Cette étude montre que la mesure des symptômes de RGO (SRGO) par un test validé en pédiatrie : le GSAQ, est étroitement associée à des symptômes d’asthme plus importants en particulier chez les enfants obèses ; de plus, parmi ces enfants obèses, le GSAQ était associé de façon importante à la dyspnée et l’utilisation des bétamimétiques de courte action (BCA).

De façon inattendue, des scores plus élevés de GSAQ étaient étroitement associés à une amélioration de la fonction respiratoire.
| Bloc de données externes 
//! Monthly aggregation of transactions

use std::collections::HashMap;

use chrono::{Datelike, NaiveDate};

use crate::error::{Error, Result};
use crate::models::{MonthBucket, Transaction};

/// Group transactions into calendar-month buckets, oldest first.
///
/// Months without transactions produce no bucket, so consecutive buckets
/// are not necessarily consecutive calendar months.
pub fn aggregate_monthly(transactions: &[Transaction]) -> Result<Vec<MonthBucket>> {
    let mut buckets: HashMap<(i32, u32), MonthBucket> = HashMap::new();

    for tx in transactions {
        let (year, month) = (tx.date.year(), tx.date.month());
        let anchor_date = NaiveDate::from_ymd_opt(year, month, 1)
            .ok_or_else(|| Error::Parse(format!("Invalid month: {}-{}", year, month)))?;

        let bucket = buckets.entry((year, month)).or_insert_with(|| MonthBucket {
            year,
            month,
            total: 0.0,
            count: 0,
            anchor_date,
        });
        bucket.total += tx.amount;
        bucket.count += 1;
    }

    let mut months: Vec<MonthBucket> = buckets.into_values().collect();
    months.sort_by_key(|b| b.anchor_date);

    Ok(months)
}

/// Totals of each bucket, in bucket order
pub fn monthly_totals(buckets: &[MonthBucket]) -> Vec<f64> {
    buckets.iter().map(|b| b.total).collect()
}
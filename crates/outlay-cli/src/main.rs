//! Outlay CLI - Monthly expense forecasting
//!
//! Usage:
//!   outlay forecast --file txns.json    Print the forecast as JSON
//!   outlay report --file txns.csv       Print a readable forecast report
//!   outlay config                       Show the effective configuration

mod cli;
mod commands;

#[cfg(test)]
mod tests;

use anyhow::Result;
use clap::Parser;
use tracing_subscriber::{fmt, prelude::*, EnvFilter};

use cli::*;

fn main() -> Result<()> {
    let cli = Cli::parse();

    // Set up logging (stderr, so stdout stays machine-readable)
    // Priority: RUST_LOG env var > --verbose flag > default (warn)
    let filter = if std::env::var("RUST_LOG").is_ok() {
        EnvFilter::from_default_env()
    } else if cli.verbose {
        EnvFilter::new("debug")
    } else {
        EnvFilter::new("warn")
    };

    tracing_subscriber::registry()
        .with(filter)
        .with(
            fmt::layer()
                .with_writer(std::io::stderr)
                .with_target(false)
                .compact(),
        )
        .init();

    match cli.command {
        Commands::Forecast {
            file,
            format,
            pretty,
            insights,
        } => commands::cmd_forecast(
            cli.config.as_deref(),
            file.as_deref(),
            format.as_deref(),
            pretty,
            insights,
        ),
        Commands::Report { file, format } => {
            commands::cmd_report(cli.config.as_deref(), file.as_deref(), format.as_deref())
        }
        Commands::Config => commands::cmd_config(cli.config.as_deref()),
    }
}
Dans les études antérieures, le RGO est associé à l’asthme chez 43% à 87% des enfants asthmatiques, et cette étude suggère ici que presque tous les enfants obèses ayant de l’asthme ont des symptômes variés liés au RGO, quand on les interroge par un questionnaire validé.

L’ensemble des données de cette étude sont en désaccord avec le fait que le RGO induit directement ou résulte d’un asthme vrai, et suggèrent qu’il faut raisonner différemment pour comprendre correctement la relation entre le RGO et l’asthme ; les SRGO, survenant davantage chez les enfants obèses, semblent être faussement attribués à l’asthme et contribuent au fait de rapporter plus souvent de l’asthme parmi les sujets obèses.

La relation entre RGO et asthme devrait être évaluée plus en profondeur en terme de perception, d’attribution et de prise en charge des symptômes ; le RGO n’entraîne pas toujours de l’asthme d’un strict point de vue physiopathologique, mais apparaît conduire au signalement de symptômes par les patients, en particulier chez les enfants obèses qui ont plus de SRGO.

Aider les sujets à distinguer les SRGO de véritables symptômes bronchiques est très important, et permettra de diminuer les abus de prises de médicaments (BCA) et donc d’effets secondaires, et de réduire l’escalade thérapeutique dans le traitement de fond.

Ces données sont en accord avec un cercle perfide dû à la mauvaise attribution des symptômes de RGO : surdosage en BCA avec effet délétère sur le sphincter inférieur de l’oesophage, qui augmente le RGO, qui entraîne des symptômes thoraciques, puis davantage de BCA et de RGO ; ceci explique que les asthmatiques obèses utilisent beaucoup plus de BCA que les asthmatiques maigres.

Cette étude montre une relation inverse entre les SRGO et la fonction respiratoire, ce qui peut être relié au fait que les enfants obèses ayant de l’asthme ont une perception différente des symptômes : perception accrue du tonus des voies aériennes et sensation accrue de dyspnée qui ne sont pas totalement expliquées par la sévérité de la maladie.

Des mesures plus spécifiques et plus adaptées du contrôle de l’asthme sont nécessaires dans ces situations cliniques, et les interventions devraient être centrées chez les sujets obèses sur la possibilité d’arriver à ce qu’ils puissent distinguer le véritable asthme des comorbidités qui lui sont associées.